• **Exercise goal**: Every line of the records that holds the word "posts" should be copied out.

• **Given information**:
§

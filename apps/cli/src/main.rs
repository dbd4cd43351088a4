mod commands;

use clap::{Parser, Subcommand};
use std::path::PathBuf;
use tracing_subscriber::EnvFilter;

#[derive(Parser)]
#[command(name = "scribe")]
#[command(about = "A small static blog generator", long_about = None)]
struct Cli {
    #[command(subcommand)]
    command: Commands,
}

#[derive(Subcommand)]
enum Commands {
    /// Build the site from a directory of markdown posts.
    Build {
        #[arg(long, short, default_value = "posts")]
        source: PathBuf,

        #[arg(long, short, default_value = "public")]
        output: PathBuf,

        /// Theme directory with `templates/` and `static/`; the built-in
        /// theme is used when omitted.
        #[arg(long)]
        theme: Option<PathBuf>,

        /// Config file; defaults to `scribe.toml` in the source directory.
        #[arg(long)]
        config: Option<PathBuf>,

        /// Also write draft posts at their own permalink.
        #[arg(long)]
        drafts: bool,

        #[arg(long)]
        base_url: Option<String>,
    },
    /// Lay out a new site: posts directory, config, intro and theme.
    Init {
        #[arg(default_value = ".")]
        directory: PathBuf,
    },
    /// Create a new post skeleton.
    New {
        /// Post id: letters, digits and hyphens.
        id: String,

        #[arg(long, short, default_value = "posts")]
        source: PathBuf,
    },
}

fn init_tracing() {
    let filter = EnvFilter::try_from_default_env().unwrap_or_else(|_| EnvFilter::new("info"));
    tracing_subscriber::fmt()
        .with_env_filter(filter)
        .with_writer(std::io::stderr)
        .with_target(false)
        .compact()
        .init();
}

fn main() {
    init_tracing();
    let cli = Cli::parse();

    let result = match cli.command {
        Commands::Build {
            source,
            output,
            theme,
            config,
            drafts,
            base_url,
        } => commands::build_site(commands::BuildOptions {
            source: &source,
            output: &output,
            theme: theme.as_deref(),
            config: config.as_deref(),
            drafts,
            base_url: base_url.as_deref(),
        }),
        Commands::Init { directory } => commands::init_site(&directory),
        Commands::New { id, source } => commands::new_post(&id, &source),
    };

    if let Err(error) = result {
        eprintln!("Error: {error}");
        std::process::exit(1);
    }
}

§

• **Task output**:
    /// Build the site from a directory of markdown posts.
        #[arg(long, short, default_value = "posts")]
        /// Also write draft posts at their own permalink.
    /// Lay out a new site: posts directory, config, intro and theme.
        #[arg(long, short, default_value = "posts")]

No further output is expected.